As I am getting posts from non english speaking subreddits I can see potential issues in getting sentiment scores. I am going to use google translate to change the titles to be all in english.

In [270]:
def translateText(data,lang='en'):

    try:
        translation = GoogleTranslator(source='auto', target=lang).translate(data)

    except:
        translation = data

    if translation == None:
        return data

    else:
        return translation

I also would like to tokenize my titles and remove stop words to help imrpve the accuracy of sentiment scores

In [271]:
def listToString(s):
    str1 = " "
    return (str1.join(s))

In [272]:
def cleanText(text):

    stop_words = stopwords.words('english') # stop words from nltk module

    text = text.replace("'", "").replace("-", "").lower() # removing quotes and dashes

    tk = nltk.tokenize.RegexpTokenizer(r'\w+') #split up text into words
    tokens = tk.tokenize(text)

    words = [w for w in tokens if not w in stop_words]

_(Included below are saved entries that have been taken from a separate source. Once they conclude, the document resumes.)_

//! Voice session orchestration
//!
//! Owns the conversation history, the continuation token, and the retry
//! controller. One session spans one call; turn-taking is strict: capture
//! is paused while a generation request is outstanding and while playback
//! runs, and history is appended only once a turn fully completes.

use crate::backend::{ContinuationToken, GenerateOptions, GenerateRequest, TextGenerator};
use crate::config::Config;
use crate::history::History;
use crate::sanitize::{self, SanitizeOptions, SpokenLocale};
use crate::speech::{
    MIN_TRANSCRIPT_CHARS, SpeechCapture, SpeechParams, SpeechSynthesizer, TranscriptEvent,
};
use crate::validate::validate;
use crate::{Error, Result};

/// Fixed reply when the backend cannot be reached
pub const GREETING_FALLBACK: &str =
    "Sorry, I am having trouble reaching the language model right now. Let's try again in a moment.";

/// Fixed reply when the cleaned response is not speakable
pub const APOLOGY_FALLBACK: &str =
    "Sorry, I could not come up with a clear answer to that.";

/// Generation budget for the simplified retry request
const RETRY_NUM_PREDICT: u32 = 64;

/// Session parameters, fixed at call start
#[derive(Debug, Clone)]
pub struct SessionConfig {
    /// Model identifier
    pub model: String,
    /// Target language tag
    pub language: String,
    /// System prompt prepended to the conversation
    pub system_prompt: String,
    /// Turns included in the prompt window
    pub history_window: usize,
    /// Sampling options for primary requests
    pub options: GenerateOptions,
    /// Voice parameters for playback
    pub speech: SpeechParams,
}

impl From<&Config> for SessionConfig {
    fn from(config: &Config) -> Self {
        Self {
            model: config.backend.model.clone(),
            language: config.language.clone(),
            system_prompt: config.system_prompt.clone(),
            history_window: config.history_window,
            options: config.backend.options.clone(),
            speech: SpeechParams {
                voice: config.voice.voice.clone(),
                rate: config.voice.rate,
                pitch: config.voice.pitch,
                volume: config.voice.volume,
                language: config.language.clone(),
            },
        }
    }
}

/// Outcome of one validated exchange with the backend
#[derive(Debug, Clone)]
pub struct Reply {
    /// Cleaned response text, never empty
    pub text: String,
    /// False when a fallback phrase stands in for a failed call
    pub succeeded: bool,
    /// Whether the bounded retry fired
    pub retried: bool,
}

/// One voice call: history, continuation token, and retry control.
///
/// Constructed at call start, dropped at call end; there is no process-wide
/// state.
pub struct Session<G> {
    backend: G,
    config: SessionConfig,
    history: History,
    context: Option<ContinuationToken>,
    speech_opts: SanitizeOptions,
}

impl<G: TextGenerator> Session<G> {
    /// Create a session over `backend`
    #[must_use]
    pub fn new(backend: G, config: SessionConfig) -> Self {
        let locale = SpokenLocale::for_language(&config.language);
        let history = History::new(config.history_window);
        Self {
            backend,
            config,
            history,
            context: None,
            speech_opts: SanitizeOptions::speech().with_locale(locale),
        }
    }

    /// Conversation history so far
    #[must_use]
    pub fn history(&self) -> &History {
        &self.history
    }

    /// Current continuation token, if any
    #[must_use]
    pub fn continuation(&self) -> Option<&ContinuationToken> {
        self.context.as_ref()
    }

    /// Clear history and continuation token (session reset)
    pub fn reset(&mut self) {
        self.history.clear();
        self.context = None;
        tracing::debug!("session reset");
    }

    /// Send `message` to the backend and validate the response.
    ///
    /// Explicit two-state flow: Primary, then at most one Retry when the
    /// primary response carries malformed markup or wrong-language leakage.
    /// Truncation alone never retries. Transport failures yield the fixed
    /// fallback greeting; this method itself never fails.
    pub async fn send_with_validation(&mut self, message: &str) -> Reply {
        let primary = GenerateRequest {
            model: self.config.model.clone(),
            prompt: self.compose_prompt(message),
            stream: true,
            options: self.config.options.clone(),
            context: self.context.clone(),
        };

        let generation = match self.backend.generate(primary).await {
            Ok(generation) => generation,
            Err(e) => {
                tracing::warn!(error = %e, "primary generation failed");
                return Reply {
                    text: GREETING_FALLBACK.to_string(),
                    succeeded: false,
                    retried: false,
                };
            }
        };

        let validation = validate(&generation.text, &self.config.language);
        if validation.needs_retry() {
            tracing::info!(issues = ?validation.issues, "malformed generation, retrying once");
            // drop the token so the malformed state cannot leak forward
            self.context = None;
            return self.retry(message).await;
        }

        if !validation.complete {
            tracing::debug!(issues = ?validation.issues, "accepting response with minor issues");
        }
        self.context = generation.context;
        Reply {
            text: validation.cleaned,
            succeeded: true,
            retried: false,
        }
    }

    /// The single bounded retry: shorter stricter prompt, reduced budget,
    /// no conversation window, no continuation token. Its result is
    /// returned regardless of its own issues; its token is discarded.
    async fn retry(&mut self, message: &str) -> Reply {
        let request = GenerateRequest {
            model: self.config.model.clone(),
            prompt: format!(
                "Answer in {} with one or two short plain sentences and no internal \
                 reasoning: {message}",
                self.config.language
            ),
            stream: true,
            options: GenerateOptions {
                num_predict: RETRY_NUM_PREDICT,
                ..self.config.options.clone()
            },
            context: None,
        };

        match self.backend.generate(request).await {
            Ok(generation) => {
                let validation = validate(&generation.text, &self.config.language);
                Reply {
                    text: validation.cleaned,
                    succeeded: true,
                    retried: true,
                }
            }
            Err(e) => {
                tracing::warn!(error = %e, "retry failed");
                Reply {
                    text: GREETING_FALLBACK.to_string(),
                    succeeded: false,
                    retried: true,
                }
            }
        }
    }

    /// Run one full turn: generate, gate for speech suitability, speak,
    /// then record both sides in history.
    ///
    /// # Errors
    ///
    /// Returns error when playback fails or history ordering is violated.
    pub async fn run_turn(
        &mut self,
        transcript: &str,
        synthesizer: &mut dyn SpeechSynthesizer,
    ) -> Result<Reply> {
        let message = transcript.trim();
        let reply = self.send_with_validation(message).await;

        let spoken = if sanitize::is_speech_suitable(&reply.text) {
            sanitize::sanitize(&reply.text, &self.speech_opts)
        } else {
            tracing::debug!("reply unsuitable for speech, substituting apology");
            APOLOGY_FALLBACK.to_string()
        };

        synthesizer.cancel();
        synthesizer.speak(&spoken, &self.config.speech).await?;

        // the turn is complete; record both sides, in order
        self.history.push_user(message)?;
        self.history.push_assistant(reply.text.clone())?;
        Ok(reply)
    }

    /// Drive the conversation loop until the capture source closes.
    ///
    /// Only final transcripts at least [`MIN_TRANSCRIPT_CHARS`] long start
    /// a turn; capture is paused for the whole turn and resumed after
    /// playback ends.
    ///
    /// # Errors
    ///
    /// Returns error when capture or playback becomes unavailable.
    pub async fn converse<C: SpeechCapture>(
        &mut self,
        capture: &mut C,
        synthesizer: &mut dyn SpeechSynthesizer,
    ) -> Result<()> {
        let mut events = capture.start()?;
        tracing::info!(model = %self.config.model, language = %self.config.language, "session started");

        while let Some(event) = events.recv().await {
            let TranscriptEvent::Final(text) = event else {
                continue;
            };
            let text = text.trim().to_string();
            if text.chars().count() < MIN_TRANSCRIPT_CHARS {
                continue;
            }

            capture.pause();
            let reply = self.run_turn(&text, synthesizer).await?;
            tracing::debug!(succeeded = reply.succeeded, retried = reply.retried, "turn complete");
            capture.resume()?;
        }

        capture.stop();
        tracing::info!(turns = self.history.len(), "session ended");
        Ok(())
    }

    fn compose_prompt(&self, message: &str) -> String {
        let mut prompt = String::new();
        if !self.config.system_prompt.is_empty() {
            prompt.push_str(&self.config.system_prompt);
            prompt.push_str("\n\n");
        }
        let window = self.history.prompt_window();
        if !window.is_empty() {
            prompt.push_str(&window);
            prompt.push('\n');
        }
        prompt.push_str("User: ");
        prompt.push_str(message);
        prompt.push_str("\nAssistant:");
        prompt
    }
}

impl<G> Session<G> {
    /// Validate that the session invariants hold after construction
    ///
    /// # Errors
    ///
    /// Returns [`Error::Config`] when the window cannot hold a full turn.
    pub fn check(&self) -> Result<()> {
        if self.config.history_window < 2 {
            return Err(Error::Config(
                "history window cannot hold a full turn".to_string(),
            ));
        }
        Ok(())
    }
}

#[cfg(test)]
mod tests {
    use super::*;
    use crate::backend::Generation;
    use async_trait::async_trait;

    struct Canned(&'static str);

    #[async_trait]
    impl TextGenerator for Canned {
        async fn generate(&self, _req: GenerateRequest) -> Result<Generation> {
            Ok(Generation {
                text: self.0.to_string(),
                context: None,
            })
        }
    }

    fn test_config() -> SessionConfig {
        SessionConfig::from(&Config::default())
    }

    #[test]
    fn prompt_includes_system_and_window() {
        let mut session = Session::new(Canned("ok."), test_config());
        session.history.push_user("earlier question").unwrap();
        session.history.push_assistant("earlier answer").unwrap();
        let prompt = session.compose_prompt("new question");
        assert!(prompt.starts_with(crate::config::DEFAULT_SYSTEM_PROMPT));
        assert!(prompt.contains("User: earlier question"));
        assert!(prompt.contains("Assistant: earlier answer"));
        assert!(prompt.ends_with("User: new question\nAssistant:"));
    }

    #[test]
    fn reset_clears_history_and_token() {
        let mut session = Session::new(Canned("ok."), test_config());
        session.history.push_user("hi").unwrap();
        session.context = Some(vec![1, 2]);
        session.reset();
        assert!(session.history().is_empty());
        assert!(session.continuation().is_none());
    }
}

    text = listToString(words) # convert back to string sentence

    return text

In [273]:
def dataframeSentiment(data):

    s = SentimentIntensityAnalyzer()

    res = data['Title'].apply(lambda x: pd.Series(s.polarity_scores(x)))

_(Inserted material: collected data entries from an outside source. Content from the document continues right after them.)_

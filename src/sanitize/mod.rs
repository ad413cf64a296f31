//! Response sanitization pipeline
//!
//! Transforms raw model output into text that is safe, pronounceable, and
//! bounded in length for a speech synthesizer. Stages run in a fixed order:
//! reasoning-span removal, markdown stripping, emoji stripping, number
//! normalization, punctuation normalization, cleanup, length bounding. The
//! first five are independently toggleable per [`SanitizeOptions`]; cleanup
//! always runs; length bounding runs only when a cap is configured.

pub mod reasoning;

use std::sync::LazyLock;

use regex::Regex;

pub use reasoning::strip_reasoning;

/// Default character cap for speech output
pub const SPEECH_MAX_CHARS: usize = 300;

/// Spoken names for numeric glyphs, per output language
#[derive(Debug, Clone, PartialEq, Eq)]
pub struct SpokenLocale {
    /// Spoken word for the `%` glyph
    pub percent: &'static str,
    /// Currency symbol to spoken currency name
    currencies: &'static [(&'static str, &'static str)],
}

impl SpokenLocale {
    /// English number words
    #[must_use]
    pub const fn english() -> Self {
        Self {
            percent: "percent",
            currencies: &[
                ("$", "dollars"),
                ("€", "euros"),
                ("£", "pounds"),
                ("¥", "yen"),
                ("Rp", "rupiah"),
            ],
        }
    }

    /// Indonesian number words
    #[must_use]
    pub const fn indonesian() -> Self {
        Self {
            percent: "persen",
            currencies: &[
                ("Rp", "rupiah"),
                ("$", "dolar"),
                ("€", "euro"),
                ("£", "pound"),
                ("¥", "yen"),
            ],
        }
    }

    /// Pick a locale from a BCP-47 language tag
    #[must_use]
    pub fn for_language(tag: &str) -> Self {
        if tag.to_ascii_lowercase().starts_with("id") {
            Self::indonesian()
        } else {
            Self::english()
        }
    }

    fn currency_word(&self, symbol: &str) -> Option<&'static str> {
        self.currencies
            .iter()
            .find(|(sym, _)| *sym == symbol)
            .map(|(_, word)| *word)
    }
}

impl Default for SpokenLocale {
    fn default() -> Self {
        Self::english()
    }
}

/// Sanitizer stage flags plus an optional length cap.
///
/// Pure data; presets are constructed once and never mutated.
#[derive(Debug, Clone, PartialEq, Eq)]
pub struct SanitizeOptions {
    /// Remove reasoning spans and leaked reasoning lines
    pub strip_reasoning: bool,
    /// Strip markdown syntax down to plain text
    pub strip_markdown: bool,
    /// Remove emoji and ASCII emoticons
    pub strip_emoji: bool,
    /// Rewrite percent and currency glyphs to spoken words
    pub normalize_numbers: bool,
    /// Collapse punctuation runs and expand informal abbreviations
    pub normalize_punctuation: bool,
    /// Maximum output length in characters (sentence-preserving)
    pub max_chars: Option<usize>,
    /// Spoken number words
    pub locale: SpokenLocale,
}

impl Default for SanitizeOptions {
    fn default() -> Self {
        Self {
            strip_reasoning: true,
            strip_markdown: true,
            strip_emoji: true,
            normalize_numbers: true,
            normalize_punctuation: true,
            max_chars: None,
            locale: SpokenLocale::english(),
        }
    }
}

    data = pd.concat([data, res], axis=1)

    return data

Threshold values need to be selected to classify the titels into labels: Positive, Negative and Neutral

From research a value of 0.05 is typically used as optimal: https://www.researchgate.net/figure/Typical-threshold-values-used-in-VADER-20_fig5_350761338


In [274]:
def dataframeSentimentLabel(data,threshold=0.05):

    conditions = [
        (data['compound'] <= -threshold),
        (data['compound'] > -threshold) & (data['compound'] < threshold),
        (data['compound'] >= threshold),
        ]

    values = ["neg", "neu", "pos"]
    data['label'] = np.select(conditions, values)

    return data

In [275]:
def sentimentAnalysis(data):

    data = dataframeSentiment(data)

    data = dataframeSentimentLabel(data)

    return data

Initial Test of scraping post titles using the Reddit API

subreddit = 'ireland' # subreddit we want to scrape
postLimit = 10 # the amount of posts we want, None = All of them

subreddit = r.subreddit(subreddit)

posts = [*subreddit.top(limit=postLimit)] # top posts all time

titles = [posts.title for posts in posts] # list of title of posts

posts = pd.DataFrame({"title": titles,})

posts.head()

In [276]:
keywords = ['housing market', 'housing', 'property', 'real estate', 'construction', 'building', 'infrastructure', 'labor', 'wages']
subredditList = ['ireland', 'europe', 'germany', 'france']
#postLimit = int(1000/len(subredditList)) # 1000 is the max value allowed by Reddit API, so divide the limit by N number of subreddits to be searched
postLimit = 100 # 1000 is the max value allowed by Reddit API

startTime = time.time_ns()

cols = ["Subreddit",'Original Title',"Title"]
cols += keywords

germanKeywords = [translateText(word,'de') for word in keywords ]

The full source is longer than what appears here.